Visiting the doctor can be scary for young children, but Kaiser Permanente of Washington’s Teddy Bear Clinics are a “warm and fuzzy” way to overcome fears and put kids at ease.
How Teddy Bear Clinics work
At Teddy Bear Clinics, children bring a teddy bear from home—or receive a new teddy bear at the event. With the help of a Kaiser Permanente provider, they perform hands-on wellness exams on their teddy bears, using medical equipment and supplies such as stethoscopes and Band-Aids. Common teddy bear ailments include “beary fever,” “fuzzyitis,” “dolly pox,” and “cuddle cough.”
Next teddy bear clinic:
Imagine Children’s Museum in Everett
Saturday, June 22
10:00 a.m. – 12:00 p.m.
“Examining a teddy bear familiarizes kids with the equipment and procedures they may encounter during a routine clinic visit, which tends to decrease their anxiety when an exam is performed on them,” says pediatrician John Dunn, MD, who practices at Kaiser Permanente Northshore Medical Center. Teddy Bear Clinics are especially effective for toddlers and young children, when showing can be more effective than telling.
5 Tips for fuss-free doctor visits
In addition to taking your child to one of Kaiser Permanente of Washington’s Teddy Bear Clinics, parents and a pediatrician offer these suggestions for fending off toddler meltdowns during office visits.
- Don’t surprise kids. “I talk to my 2-year-old about what will happen at the doctor in the days leading up to the visit. I think it helps when she knows what to expect,” says Summer Taylor.
- Be honest. Shots can be especially challenging for parents because, unlike other aspects of a medical visit, shots actually hurt a little. “If there will be shots at the visit I tell my 3-year-old what’s going to happen and how it might feel,” says Mike Washington. “I help her focus on the good things that will happen after that—a lollipop or a sticker, and plenty of hugs.”
- Bring distractions. For younger children, distractions help. “A favorite snack, toy, or book can distract my 3-year-old if he gets whiny, and the medical staff is great too,” says Nicole Killian. “At our last visit, the doctor pretended to put the otoscope in his own ear, then my ear, then my son’s ear several times before actually checking Dex’s ears. That put Dex at ease.”
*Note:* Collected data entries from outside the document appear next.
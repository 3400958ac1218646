use chrono::Utc;
use rusqlite::types::Type;
use rusqlite::{Error as SqlError, OptionalExtension, Result as SqlResult, Row, params};
use std::path::Path;
use uuid::Uuid;

use crate::common::{Chat, Message, MessageStatus};

use super::database::Database;

/// Conversations and messages served by the chat backend.
pub struct ChatDatabase {
    db: Database,
}

impl ChatDatabase {
    pub fn with_path<P: AsRef<Path>>(path: P) -> SqlResult<Self> {
        Self::init(Database::new(path)?)
    }

    pub fn in_memory() -> SqlResult<Self> {
        Self::init(Database::in_memory()?)
    }

    fn init(db: Database) -> SqlResult<Self> {
        let chat_db = Self { db };
        chat_db.init_schema()?;
        Ok(chat_db)
    }

    fn init_schema(&self) -> SqlResult<()> {
        let conn = self.db.connection();

        // Một cuộc trò chuyện cho mỗi cặp user (user_a < user_b)
        conn.execute(
            "CREATE TABLE IF NOT EXISTS conversations (
                id TEXT PRIMARY KEY,
                user_a TEXT NOT NULL,
                user_b TEXT NOT NULL,
                created_at INTEGER NOT NULL,
                last_activity INTEGER,
                UNIQUE (user_a, user_b)
            )",
            [],
        )?;

        conn.execute(
            "CREATE TABLE IF NOT EXISTS messages (
                id TEXT PRIMARY KEY,
                conversation_id TEXT NOT NULL REFERENCES conversations(id),
                sender_id TEXT NOT NULL,
                body TEXT NOT NULL,
                timestamp INTEGER NOT NULL,
                status TEXT NOT NULL DEFAULT 'SENT'
            )",
            [],
        )?;

        conn.execute(
            "CREATE INDEX IF NOT EXISTS idx_messages_conversation
             ON messages(conversation_id, timestamp)",
            [],
        )?;

        Ok(())
    }

    // ========== Conversations ==========

    /// Returns the conversation between two users, creating it on first use.
    pub fn get_or_create_conversation(&self, user_a: &str, user_b: &str) -> SqlResult<Chat> {
        let (first, second) = ordered_pair(user_a, user_b);
        let conn = self.db.connection();
        conn.execute(
            "INSERT OR IGNORE INTO conversations (id, user_a, user_b, created_at)
             VALUES (?1, ?2, ?3, ?4)",
            params![
                Uuid::new_v4().to_string(),
                first,
                second,
                Utc::now().timestamp_millis()
            ],
        )?;

        conn.query_row(
            "SELECT id, user_a, user_b, last_activity
             FROM conversations
             WHERE user_a = ?1 AND user_b = ?2",
            params![first, second],
            chat_from_row,
        )
    }

    pub fn get_conversation(&self, conversation_id: &str) -> SqlResult<Option<Chat>> {
        self.db
            .connection()
            .query_row(
                "SELECT id, user_a, user_b, last_activity FROM conversations WHERE id = ?1",
                params![conversation_id],
                chat_from_row,
            )
            .optional()
    }

    /// Conversations of a user, most recently active first.
    pub fn conversations_for_user(
        &self,
        user_id: &str,
        limit: u32,
        offset: u64,
    ) -> SqlResult<Vec<Chat>> {
        let Some(offset) = sql_offset(offset) else {
            return Ok(Vec::new());
        };
        let conn = self.db.connection();
        let mut stmt = conn.prepare(
            "SELECT id, user_a, user_b, last_activity
             FROM conversations
             WHERE user_a = ?1 OR user_b = ?1
             ORDER BY COALESCE(last_activity, created_at) DESC, rowid DESC
             LIMIT ?2 OFFSET ?3",
        )?;

        let chats = stmt
            .query_map(params![user_id, limit, offset], chat_from_row)?
            .collect::<SqlResult<Vec<_>>>()?;

        Ok(chats)
    }

    pub fn has_conversations(&self, user_id: &str) -> SqlResult<bool> {
        self.db.connection().query_row(
            "SELECT EXISTS (SELECT 1 FROM conversations WHERE user_a = ?1 OR user_b = ?1)",
            params![user_id],
            |row| row.get(0),
        )
    }

    // ========== Messages ==========

    /// Stores a new message and bumps the conversation's last activity.
    pub fn insert_message(
        &self,
        conversation_id: &str,
        sender_id: &str,
        body: &str,
    ) -> SqlResult<Message> {
        let message = Message {
            id: Uuid::new_v4().to_string(),
            conversation_id: conversation_id.to_string(),
            sender_id: sender_id.to_string(),
            body: body.to_string(),
            timestamp: Utc::now().timestamp_millis(),
            status: MessageStatus::Sent,
        };

        let conn = self.db.connection();
        conn.execute(
            "INSERT INTO messages (id, conversation_id, sender_id, body, timestamp, status)
             VALUES (?1, ?2, ?3, ?4, ?5, ?6)",
            params![
                message.id,
                message.conversation_id,
                message.sender_id,
                message.body,
                message.timestamp,
                message.status.as_str()
            ],
        )?;
        conn.execute(
            "UPDATE conversations SET last_activity = ?1 WHERE id = ?2",
            params![message.timestamp, conversation_id],
        )?;

        Ok(message)
    }

    /// Get messages with pagination, oldest first.
    pub fn messages_for_conversation(
        &self,
        conversation_id: &str,
        limit: u32,
        offset: u64,
    ) -> SqlResult<Vec<Message>> {
        let Some(offset) = sql_offset(offset) else {
            return Ok(Vec::new());
        };
        let conn = self.db.connection();
        let mut stmt = conn.prepare(
            "SELECT id, conversation_id, sender_id, body, timestamp, status
             FROM messages
             WHERE conversation_id = ?1
             ORDER BY timestamp ASC, rowid ASC
             LIMIT ?2 OFFSET ?3",
        )?;

        let messages = stmt
            .query_map(params![conversation_id, limit, offset], message_from_row)?
            .collect::<SqlResult<Vec<_>>>()?;

        Ok(messages)
    }

    /// Messages sent to `user_id` in the conversation that are not read yet.
    pub fn unread_count(&self, conversation_id: &str, user_id: &str) -> SqlResult<u64> {
        let count: i64 = self.db.connection().query_row(
            "SELECT COUNT(*) FROM messages
             WHERE conversation_id = ?1 AND sender_id != ?2 AND status != 'READ'",
            params![conversation_id, user_id],
            |row| row.get(0),
        )?;
        Ok(count as u64)
    }

    /// Marks everything `reader_id` received in the conversation as read.
    pub fn mark_read(&self, conversation_id: &str, reader_id: &str) -> SqlResult<usize> {
        self.db.connection().execute(
            "UPDATE messages SET status = 'READ'
             WHERE conversation_id = ?1 AND sender_id != ?2 AND status != 'READ'",
            params![conversation_id, reader_id],
        )
    }
}

fn ordered_pair<'a>(a: &'a str, b: &'a str) -> (&'a str, &'a str) {
    if a <= b { (a, b) } else { (b, a) }
}

/// SQLite reads a negative OFFSET as 0; anything past `i64::MAX` has no rows.
fn sql_offset(offset: u64) -> Option<i64> {
    i64::try_from(offset).ok()
}

fn chat_from_row(row: &Row<'_>) -> SqlResult<Chat> {
    Ok(Chat {
        id: row.get(0)?,
        participants: vec![row.get(1)?, row.get(2)?],
        last_activity: row.get(3)?,
    })
}

fn message_from_row(row: &Row<'_>) -> SqlResult<Message> {
    let raw: String = row.get(5)?;
    let status = MessageStatus::parse(&raw).ok_or_else(|| {
        SqlError::FromSqlConversionFailure(
            5,
            Type::Text,
            format!("unknown message status `{raw}`").into(),
        )
    })?;
    Ok(Message {
        id: row.get(0)?,
        conversation_id: row.get(1)?,
        sender_id: row.get(2)?,
        body: row.get(3)?,
        timestamp: row.get(4)?,
        status,
    })
}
- Master your own feelings. Your kids take their cues from you, and if you’re calm, chances are they will be too. “Project confidence, not fear,” says John Dunn, MD, a pediatrician at Kaiser Permanente Northshore Medical Center. “Ask plenty of questions and help your child see the doctor as a resource for help and information, and a friend.”
- End the outing on a high note. Promise something fun after the visit, and follow through. A stop at a playground, or a play date with a friend, will reinforce the idea that being brave has its payoffs.